Oberstes Gebot – Gerechtigkeit

Prof. van Ess nahm seinen Ausgangspunkt in der Frühzeit chinesischer Kulturen und ihrer Staatenbildung. Sie sahen die großen Dienste eines Staates und Herrschers im Opferkult für die Ahnen und in Feldzügen zur Ausbreitung und Sicherung des Lebensbereiches der Untertanen. Die Ahnen verehren bedeutete, dass die Herrscher dafür sorgen mussten, das Land größer zu machen. Dafür wurde auch das Jahr in Zeitabschnitte eingeteilt, die sich innerhalb des Gegensatzes von Yin und Yang für bestimmte Aufgaben eigneten: in der dunklen Zeit des Jahres, den Wintermonaten, gab es weniger Arbeit auf den Feldern und daher mehr Möglichkeiten für Krieg und Kriegsdienst; zu dieser dunklen Phase des Jahres gehört auch das Töten und Leiden im Zusammenhang mit Kriegen.

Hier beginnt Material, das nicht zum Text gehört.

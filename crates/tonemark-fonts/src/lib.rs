#![forbid(unsafe_code)]

//! Glyph width probing against real font files.
//!
//! A browser answers "how wide is `ǒ` in this font stack?" by laying the text out. Headless, we
//! load the fonts of the stack with `fontdue` and walk the stack per character the way CSS font
//! fallback does: the first listed family that covers a character draws it, and a character no
//! family covers falls back to the `.notdef` box of the first loaded family.

pub mod family;
pub mod probe;

pub use family::{FontSource, normalize_family, parse_font_family_list};
pub use probe::{FontStackProbe, ProbeSettings};

use std::path::PathBuf;

#[derive(Debug, thiserror::Error)]
pub enum Error {
    #[error("failed to read font file {}: {source}", path.display())]
    Io {
        path: PathBuf,
        #[source]
        source: std::io::Error,
    },
    #[error("invalid font data for family `{family}`: {message}")]
    InvalidFont { family: String, message: String },
    #[error("invalid font spec `{spec}`: {message}")]
    InvalidFontSpec { spec: String, message: String },
    #[error(transparent)]
    Config(#[from] tonemark_core::Error),
}

pub type Result<T> = std::result::Result<T, Error>;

Interessant ist dabei, dass der Krieg eigentlich nicht erwünscht ist. Vielmehr ging es immer wieder darum, dass der Herrscher günstige Friedens- und Lebensbedingungen für sein Volk schafft. Damit verfolgt er eine gerechte Regierung, und ein Volk würde sich gern und freiwillig einer solchen gerechten Regierung unterordnen. Die Perspektive einer gerechten Herrschaft würde auch Nachbarvölker überzeugen und es müsste gar nicht zu einem Krieg kommen, so wenigstens die Idealvorstellung. Wenn ein Herrscher allerdings das Ideal der Gerechtigkeit vernachlässigt, muss diese Regierung notwendigerweise scheitern, nach diesem Weltbild. Krieg ist dabei vor allem eine Vorgehensweise, um Gerechtigkeit und die gute Ordnung wieder herzustellen und gegebenenfalls Übeltäter zu bestrafen. In dieser guten Ordnung und gerechten Regierung sah man in China auch die höchste Errungenschaft der chinesischen Zivilisation, die sich daher ja auch als das „Reich der Mitte“ verstehen und von dieser Mitte aus für die ganze Welt attraktiv erscheinen konnte.

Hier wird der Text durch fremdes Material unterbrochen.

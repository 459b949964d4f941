use crate::{Error, Result};
use std::path::PathBuf;

/// Lowercases and strips quotes so `"Lucida Sans Unicode"` and `lucida sans unicode` compare
/// equal.
pub fn normalize_family(name: &str) -> String {
    let trimmed = name.trim();
    let unquoted = trimmed
        .strip_prefix('"')
        .and_then(|s| s.strip_suffix('"'))
        .or_else(|| trimmed.strip_prefix('\'').and_then(|s| s.strip_suffix('\'')))
        .unwrap_or(trimmed);
    unquoted
        .split_whitespace()
        .collect::<Vec<_>>()
        .join(" ")
        .to_ascii_lowercase()
}

/// Splits a CSS `font-family` value into normalized family names, in order.
pub fn parse_font_family_list(font_family: &str) -> Vec<String> {
    let mut out = Vec::new();
    let mut cur = String::new();
    let mut quote: Option<char> = None;
    for ch in font_family.chars() {
        match (quote, ch) {
            (Some(q), c) if c == q => {
                quote = None;
                cur.push(c);
            }
            (None, '"' | '\'') => {
                quote = Some(ch);
                cur.push(ch);
            }
            (None, ',') => {
                let name = normalize_family(&cur);
                if !name.is_empty() {
                    out.push(name);
                }
                cur.clear();
            }
            _ => cur.push(ch),
        }
    }
    let name = normalize_family(&cur);
    if !name.is_empty() {
        out.push(name);
    }
    out
}

/// A font to load: `family=path`, or a bare path whose file stem names the family.
#[derive(Debug, Clone, PartialEq, Eq)]
pub struct FontSource {
    pub family: String,
    pub path: PathBuf,
}

impl FontSource {
    pub fn parse(spec: &str) -> Result<Self> {
        let invalid = |message: &str| Error::InvalidFontSpec {
            spec: spec.to_string(),
            message: message.to_string(),
        };

        if let Some((family, path)) = spec.split_once('=') {
            let family = family.trim();
            let path = path.trim();
            if family.is_empty() {
                return Err(invalid("family name is empty"));
            }
            if path.is_empty() {
                return Err(invalid("path is empty"));
            }
            return Ok(Self {
                family: family.to_string(),
                path: PathBuf::from(path),
            });
        }

        let path = PathBuf::from(spec.trim());
        let family = path
            .file_stem()
            .map(|s| s.to_string_lossy().to_string())
            .filter(|s| !s.is_empty())
            .ok_or_else(|| invalid("cannot derive a family name from the path"))?;
        Ok(Self { family, path })
    }
}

Im Lauf der Geschichte zeigte sich allerdings auch, dass diese Ziele in der Praxis leichter zu erreichen wären, wenn man sich nicht an die Idealvorstellungen eines gerechten Kriegs hielt, sondern Tricks und Ungerechtigkeiten anwandte, um den Krieg zu gewinnen und so den Herrschaftsbereich auszuweiten. Dieser Widerspruch war vielen Philosophen und Weisen durchaus bewusst und sie stellten daher die Möglichkeit von Krieg als Weg zu einer gerechten Gesellschaft auch immer wieder in Frage, wie Prof. van Ess mit Bezug auf alte chinesische Militärliteratur erläuterte. Die Weisen brachten moralische Fragestellungen zur Legitimität einer gerechten Herrschaft ins Spiel und kamen vielfach zur Einsicht, dass Waffen letztlich Unglück bringen. Daher sahen viele von ihnen den Krieg nur als letzte Möglichkeit, wenn alles andere vorher gescheitert war.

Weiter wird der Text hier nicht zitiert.